I have so many mosquito bites that last night I literally could not sleep. Many are from going down to the lake a couple of nights ago, but many others are simply from being outside in the evening around my home.
But I’m comforted by the (little-known) fact that the more bites one suffers, the more immune to bites that person becomes. I first learned this last year, when Laura and I went into the Amazon rainforest without any sort of immunizations. While reading about how all sorts of diseases could kill us, I also read that locals don’t get bites because after a lifetime in a particular place they’re immune (though my understanding is that they wouldn’t necessarily be immune to mosquito-transmitted diseases.)
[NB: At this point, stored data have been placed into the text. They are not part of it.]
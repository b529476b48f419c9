//! Progress reporting for long batch runs.

use std::io::Write;
use std::sync::Mutex;
use std::time::{Duration, Instant};

struct ProgressState {
    current: usize,
    last_reported: usize,
    started_at: Option<Instant>,
}

/// Tracks progress through a known total and reports every
/// `report_interval` items to an injected writer (typically stderr).
pub struct ProgressTracker<W: Write + Send> {
    writer: Mutex<W>,
    total: usize,
    report_interval: usize,
    state: Mutex<ProgressState>,
}

impl<W: Write + Send> ProgressTracker<W> {
    pub fn new(writer: W, total: usize, report_interval: usize) -> Self {
        ProgressTracker {
            writer: Mutex::new(writer),
            total,
            report_interval: report_interval.max(1),
            state: Mutex::new(ProgressState {
                current: 0,
                last_reported: 0,
                started_at: None,
            }),
        }
    }

    /// Begin tracking. Resets any prior progress.
    pub fn start(&self) {
        let mut state = self.state.lock().unwrap_or_else(|e| e.into_inner());
        state.started_at = Some(Instant::now());
        state.current = 0;
        state.last_reported = 0;
    }

    /// Set progress to an absolute value, capped at the total.
    pub fn update(&self, current: usize) {
        let mut state = self.state.lock().unwrap_or_else(|e| e.into_inner());
        if state.started_at.is_none() {
            return;
        }
        state.current = current.min(self.total);
        self.maybe_report(&mut state);
    }

    /// Advance progress by `delta`, capped at the total.
    pub fn increment(&self, delta: usize) {
        let mut state = self.state.lock().unwrap_or_else(|e| e.into_inner());
        if state.started_at.is_none() {
            return;
        }
        state.current = state.current.saturating_add(delta).min(self.total);
        self.maybe_report(&mut state);
    }

    /// Mark the run complete and print the final line.
    pub fn finish(&self) {
        let mut state = self.state.lock().unwrap_or_else(|e| e.into_inner());
        if state.started_at.is_none() {
            return;
        }
        state.current = self.total;
        self.report(&state);
        let mut writer = self.writer.lock().unwrap_or_else(|e| e.into_inner());
        let _ = writeln!(writer);
    }

    /// Time since [`start`].
    ///
    /// [`start`]: ProgressTracker::start
    pub fn elapsed(&self) -> Duration {
        let state = self.state.lock().unwrap_or_else(|e| e.into_inner());
        state
            .started_at
            .map(|started| started.elapsed())
            .unwrap_or(Duration::ZERO)
    }

    fn maybe_report(&self, state: &mut ProgressState) {
        if state.current - state.last_reported >= self.report_interval {
            self.report(state);
            state.last_reported = state.current;
        }
    }

    fn report(&self, state: &ProgressState) {
        let elapsed = state
            .started_at
            .map(|started| started.elapsed())
            .unwrap_or(Duration::ZERO);
        let rate = if elapsed.as_secs_f64() > 0.0 {
            state.current as f64 / elapsed.as_secs_f64()
        } else {
            0.0
        };
        let percentage = if self.total > 0 {
            state.current as f64 / self.total as f64 * 100.0
        } else {
            0.0
        };
        let mut writer = self.writer.lock().unwrap_or_else(|e| e.into_inner());
        let _ = write!(
            writer,
            "\rProgress: {}/{} ({percentage:.1}%) - {rate:.1} records/s",
            state.current, self.total
        );
    }
}

#[cfg(test)]
#[allow(clippy::unwrap_used, clippy::expect_used)]
mod tests {
    use super::*;
    use std::sync::Arc;

    /// Writer capturing output for assertions.
    #[derive(Clone, Default)]
    struct SharedBuffer(Arc<Mutex<Vec<u8>>>);

    impl Write for SharedBuffer {
        fn write(&mut self, buf: &[u8]) -> std::io::Result<usize> {
            self.0.lock().unwrap().extend_from_slice(buf);
            Ok(buf.len())
        }
        fn flush(&mut self) -> std::io::Result<()> {
            Ok(())
        }
    }

    impl SharedBuffer {
        fn contents(&self) -> String {
            String::from_utf8_lossy(&self.0.lock().unwrap()).to_string()
        }
    }

    #[test]
    fn test_reports_at_interval() {
        let buffer = SharedBuffer::default();
        let tracker = ProgressTracker::new(buffer.clone(), 100, 10);
        tracker.start();

        tracker.update(5);
        assert!(buffer.contents().is_empty(), "below interval, no report yet");

        tracker.update(10);
        assert!(buffer.contents().contains("10/100"));
    }

    #[test]
    fn test_increment_caps_at_total() {
        let buffer = SharedBuffer::default();
        let tracker = ProgressTracker::new(buffer.clone(), 10, 1);
        tracker.start();
        tracker.increment(25);
        assert!(buffer.contents().contains("10/10"));
    }

    #[test]
    fn test_finish_prints_final_line() {
        let buffer = SharedBuffer::default();
        let tracker = ProgressTracker::new(buffer.clone(), 7, 100);
        tracker.start();
        tracker.update(3);
        tracker.finish();
        let contents = buffer.contents();
        assert!(contents.contains("7/7"));
        assert!(contents.contains("100.0%"));
        assert!(contents.ends_with('\n'));
    }

    #[test]
    fn test_updates_before_start_are_ignored() {
        let buffer = SharedBuffer::default();
        let tracker = ProgressTracker::new(buffer.clone(), 10, 1);
        tracker.update(5);
        tracker.finish();
        assert!(buffer.contents().is_empty());
        assert_eq!(tracker.elapsed(), Duration::ZERO);
    }
}
//! Chat-record store: primary CRUD plus the date and concept indices.
//!
//! Every mutating operation runs in a single write scope so a record and its
//! index entries never diverge. The store owns the chat id sequence for the
//! life of the process; callers must close the store (releasing the
//! sequence) before closing the backend.

use std::collections::HashSet;
use std::sync::Arc;

use chrono::{DateTime, Duration, Utc};
use parking_lot::Mutex;

use engram_core::{
    validation, ChatRecord, Clock, Concept, ConceptRef, Error, Id, Result, SystemClock,
};

use crate::backend::{Backend, Direction, Sequence, WriteScope};
use crate::{codec, keys};

/// Ids leased from the sequence per transaction.
const SEQUENCE_BANDWIDTH: u64 = 100;

pub struct ChatStore {
    pub(crate) backend: Backend,
    sequence: Mutex<Sequence>,
    clock: Arc<dyn Clock>,
}

impl ChatStore {
    pub fn new(backend: &Backend) -> Result<Self> {
        Self::with_clock(backend, Arc::new(SystemClock))
    }

    /// Build a store with an injected clock. Tests use this to make
    /// timestamp validation and stamping deterministic.
    pub fn with_clock(backend: &Backend, clock: Arc<dyn Clock>) -> Result<Self> {
        let sequence = backend.sequence(keys::CHAT_ID_SEQUENCE, SEQUENCE_BANDWIDTH)?;
        Ok(ChatStore {
            backend: backend.clone(),
            sequence: Mutex::new(sequence),
            clock,
        })
    }

    /// Release the id sequence. Call before closing the backend. Idempotent.
    pub fn close(&self) -> Result<()> {
        self.sequence.lock().release()
    }

    /// Add records, allocating ids and stamping insertion times. Records
    /// arriving with id 0 get a fresh sequence id (a drawn 0 is skipped,
    /// id 0 stays reserved). The primary record, its date-index entry, and
    /// one concept-index entry per reference are written in one scope; any
    /// failure aborts the whole batch.
    pub fn add(&self, mut records: Vec<ChatRecord>) -> Result<Vec<ChatRecord>> {
        let now = self.clock.now();
        for record in &records {
            validation::validate_chat_record(record, now)?;
        }

        {
            let mut sequence = self.sequence.lock();
            for record in &mut records {
                if record.id.is_zero() {
                    let mut next = sequence.next()?;
                    if next == 0 {
                        next = sequence.next()?;
                    }
                    record.id = Id(next);
                }
            }
        }

        self.backend.with_write(|scope| {
            for record in &mut records {
                record.inserted_at = now;
                record.updated_at = now;
                scope.set(
                    &keys::chat_record_key(record.id),
                    &codec::encode_chat_record(record),
                )?;
                scope.set(
                    &keys::chat_date_key(record.timestamp, record.id),
                    &codec::encode_id(record.id),
                )?;
                write_concept_index(scope, record)?;
            }
            Ok(())
        })?;
        Ok(records)
    }

    /// Update existing records. Fails with NotFound if any is absent. Moves
    /// the date-index entry when the timestamp changed and rewrites the
    /// concept-index entries when the reference sequence changed (by id or
    /// importance, in order).
    pub fn update(&self, mut records: Vec<ChatRecord>) -> Result<Vec<ChatRecord>> {
        let now = self.clock.now();
        self.backend.with_write(|scope| {
            for record in &mut records {
                let key = keys::chat_record_key(record.id);
                let old = match scope.get(&key)? {
                    Some(raw) => codec::decode_chat_record(&raw)?,
                    None => return Err(Error::NotFound),
                };

                record.updated_at = now;
                scope.set(&key, &codec::encode_chat_record(record))?;

                if old.timestamp != record.timestamp {
                    scope.delete(&keys::chat_date_key(old.timestamp, old.id))?;
                    scope.set(
                        &keys::chat_date_key(record.timestamp, record.id),
                        &codec::encode_id(record.id),
                    )?;
                }

                if old.concepts != record.concepts {
                    delete_concept_index(scope, &old)?;
                    write_concept_index(scope, record)?;
                }
            }
            Ok(())
        })?;
        Ok(records)
    }

    /// Commit embedding vectors. Each record is re-read inside the write
    /// scope and only its vector replaced, so this never clobbers a
    /// concurrent concept commit for the same record. Fails with NotFound
    /// if any id is absent.
    pub fn apply_vectors(&self, vectors: Vec<(Id, Vec<f32>)>) -> Result<Vec<ChatRecord>> {
        let now = self.clock.now();
        self.backend.with_write(|scope| {
            let mut updated = Vec::with_capacity(vectors.len());
            for (id, vector) in &vectors {
                let key = keys::chat_record_key(*id);
                let mut record = match scope.get(&key)? {
                    Some(raw) => codec::decode_chat_record(&raw)?,
                    None => return Err(Error::NotFound),
                };
                record.vector = vector.clone();
                record.updated_at = now;
                scope.set(&key, &codec::encode_chat_record(&record))?;
                updated.push(record);
            }
            Ok(updated)
        })
    }

    /// Commit extracted concept references and maintain the concept index.
    /// The counterpart of [`apply_vectors`] for the other enrichment field;
    /// the two may run concurrently against the same records without losing
    /// either field.
    ///
    /// [`apply_vectors`]: ChatStore::apply_vectors
    pub fn apply_concepts(&self, updates: Vec<(Id, Vec<ConceptRef>)>) -> Result<Vec<ChatRecord>> {
        let now = self.clock.now();
        self.backend.with_write(|scope| {
            let mut updated = Vec::with_capacity(updates.len());
            for (id, concepts) in &updates {
                let key = keys::chat_record_key(*id);
                let mut record = match scope.get(&key)? {
                    Some(raw) => codec::decode_chat_record(&raw)?,
                    None => return Err(Error::NotFound),
                };
                if record.concepts != *concepts {
                    delete_concept_index(scope, &record)?;
                    record.concepts = concepts.clone();
                    write_concept_index(scope, &record)?;
                }
                record.updated_at = now;
                scope.set(&key, &codec::encode_chat_record(&record))?;
                updated.push(record);
            }
            Ok(updated)
        })
    }

    /// Delete records and all their index entries. Fails with NotFound if
    /// any id is absent; nothing is deleted in that case.
    pub fn delete(&self, ids: &[Id]) -> Result<()> {
        self.backend.with_write(|scope| {
            for id in ids {
                let key = keys::chat_record_key(*id);
                let record = match scope.get(&key)? {
                    Some(raw) => codec::decode_chat_record(&raw)?,
                    None => return Err(Error::NotFound),
                };
                scope.delete(&keys::chat_date_key(record.timestamp, record.id))?;
                delete_concept_index(scope, &record)?;
                scope.delete(&key)?;
            }
            Ok(())
        })
    }

    /// Fetch one record. Fails with NotFound if absent.
    pub fn get(&self, id: Id) -> Result<ChatRecord> {
        self.backend.with_read(|scope| {
            match scope.get(&keys::chat_record_key(id))? {
                Some(raw) => codec::decode_chat_record(&raw),
                None => Err(Error::NotFound),
            }
        })
    }

    /// Fetch many records, silently dropping missing ids.
    pub fn get_many(&self, ids: &[Id]) -> Result<Vec<ChatRecord>> {
        self.backend.with_read(|scope| {
            let mut records = Vec::with_capacity(ids.len());
            for id in ids {
                if let Some(raw) = scope.get(&keys::chat_record_key(*id))? {
                    records.push(codec::decode_chat_record(&raw)?);
                }
            }
            Ok(records)
        })
    }

    /// Records with `start <= timestamp < end`, ascending by timestamp.
    /// When `start == end` the range covers exactly that microsecond.
    pub fn by_date_range(
        &self,
        start: DateTime<Utc>,
        end: DateTime<Utc>,
    ) -> Result<Vec<ChatRecord>> {
        let end = if start == end {
            end + Duration::microseconds(1)
        } else {
            end
        };
        self.backend.with_read(|scope| {
            let start_key = keys::partial_chat_date_key(start);
            let end_key = keys::partial_chat_date_key(end);
            let mut records = Vec::new();
            for entry in scope.range(&start_key, &end_key)? {
                let (_, value) = entry?;
                let id = codec::decode_id(&value)?;
                if let Some(raw) = scope.get(&keys::chat_record_key(id))? {
                    records.push(codec::decode_chat_record(&raw)?);
                }
            }
            Ok(records)
        })
    }

    /// The `limit` most recent records, newest first.
    pub fn recent(&self, limit: usize) -> Result<Vec<ChatRecord>> {
        if limit == 0 {
            return Ok(Vec::new());
        }
        self.backend.with_read(|scope| {
            let mut records = Vec::with_capacity(limit);
            for entry in scope.iter_prefix(keys::CHAT_DATE_PREFIX, Direction::Reverse)? {
                let (_, value) = entry?;
                let id = codec::decode_id(&value)?;
                if let Some(raw) = scope.get(&keys::chat_record_key(id))? {
                    records.push(codec::decode_chat_record(&raw)?);
                    if records.len() == limit {
                        break;
                    }
                }
            }
            Ok(records)
        })
    }

    /// Up to `limit` records strictly before the reference record in the
    /// date index, newest first. Fails with NotFound if the reference does
    /// not exist. Used for lazy-loading older history and for building
    /// extraction context windows.
    pub fn before(&self, id: Id, limit: usize) -> Result<Vec<ChatRecord>> {
        let reference = self.get(id)?;
        if limit == 0 {
            return Ok(Vec::new());
        }
        self.backend.with_read(|scope| {
            let upper = keys::chat_date_key(reference.timestamp, id);
            let mut records = Vec::with_capacity(limit);
            for entry in scope.range_rev_inclusive(keys::CHAT_DATE_PREFIX, &upper)? {
                let (_, value) = entry?;
                let record_id = codec::decode_id(&value)?;
                if record_id == id {
                    continue;
                }
                if let Some(raw) = scope.get(&keys::chat_record_key(record_id))? {
                    records.push(codec::decode_chat_record(&raw)?);
                    if records.len() == limit {
                        break;
                    }
                }
            }
            Ok(records)
        })
    }

    /// Ids of all records referencing the given concept.
    pub fn by_concept(&self, concept_id: Id) -> Result<Vec<Id>> {
        self.backend.with_read(|scope| {
            let prefix = keys::partial_chat_concept_key(concept_id);
            let mut ids = Vec::new();
            for entry in scope.iter_prefix(&prefix, Direction::Forward)? {
                let (_, value) = entry?;
                ids.push(codec::decode_id(&value)?);
            }
            Ok(ids)
        })
    }

    /// The distinct concepts referenced by records in the given range,
    /// resolved to full concept records, in first-seen order.
    pub fn concepts_by_date_range(
        &self,
        start: DateTime<Utc>,
        end: DateTime<Utc>,
    ) -> Result<Vec<Concept>> {
        let records = self.by_date_range(start, end)?;
        let mut seen = HashSet::new();
        let mut concept_ids = Vec::new();
        for record in &records {
            for concept_ref in &record.concepts {
                if seen.insert(concept_ref.concept_id) {
                    concept_ids.push(concept_ref.concept_id);
                }
            }
        }
        self.backend.with_read(|scope| {
            let mut concepts = Vec::with_capacity(concept_ids.len());
            for id in concept_ids {
                if let Some(raw) = scope.get(&keys::concept_key(id))? {
                    concepts.push(codec::decode_concept(&raw)?);
                }
            }
            Ok(concepts)
        })
    }

    /// All records with id strictly greater than `after`, ascending by id.
    /// Recovery uses this to find records the processors have not reached.
    pub fn after_id(&self, after: Id) -> Result<Vec<ChatRecord>> {
        let mut records = self.backend.with_read(|scope| {
            let mut records = Vec::new();
            for entry in scope.iter_prefix(keys::CHAT_RECORD_PREFIX, Direction::Forward)? {
                let (key, value) = entry?;
                if !keys::is_chat_record_key(&key) {
                    continue;
                }
                let record = codec::decode_chat_record(&value).map_err(|err| {
                    tracing::error!(
                        key = %String::from_utf8_lossy(&key),
                        error = %err,
                        "corrupt chat record"
                    );
                    err
                })?;
                if record.id > after {
                    records.push(record);
                }
            }
            Ok(records)
        })?;
        records.sort_by_key(|record| record.id);
        Ok(records)
    }
}

fn write_concept_index(scope: &mut WriteScope<'_>, record: &ChatRecord) -> Result<()> {
    for concept_ref in &record.concepts {
        scope.set(
            &keys::chat_concept_key(concept_ref.concept_id, record.id),
            &codec::encode_id(record.id),
        )?;
    }
    Ok(())
}

fn delete_concept_index(scope: &mut WriteScope<'_>, record: &ChatRecord) -> Result<()> {
    for concept_ref in &record.concepts {
        scope.delete(&keys::chat_concept_key(concept_ref.concept_id, record.id))?;
    }
    Ok(())
}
Anyway, Laura and I didn’t die in the Amazon — though my leg did swell up quite a bit from a bit — but after we returned I read more about becoming immune to bites. Apparently the more a particular species bites you, the less you get irritated by the bites. Many of the articles on this phenomenon start out by trying to explain the fact that most people suffer far more bites when they go on trips than when they’re at home. Some people simply think that that happens because there are more mosquitos where they travel too (which could also be true), but the biggest factor is that the mosquitos in that new location are really just a different species.
The downside to this is that I recently read that there are more than 9,000 species of mosquito in the world, and that many different ones can exist in the same place. (Judging by the way my body differently reacts to mosquitoes at my house and at the nearby lake, I’d bet that they are slightly different species.)
But in any case, while I sit here trying to resist scratching the many bites I have, I’m also looking forward to the day when I have become immune to local mosquitos.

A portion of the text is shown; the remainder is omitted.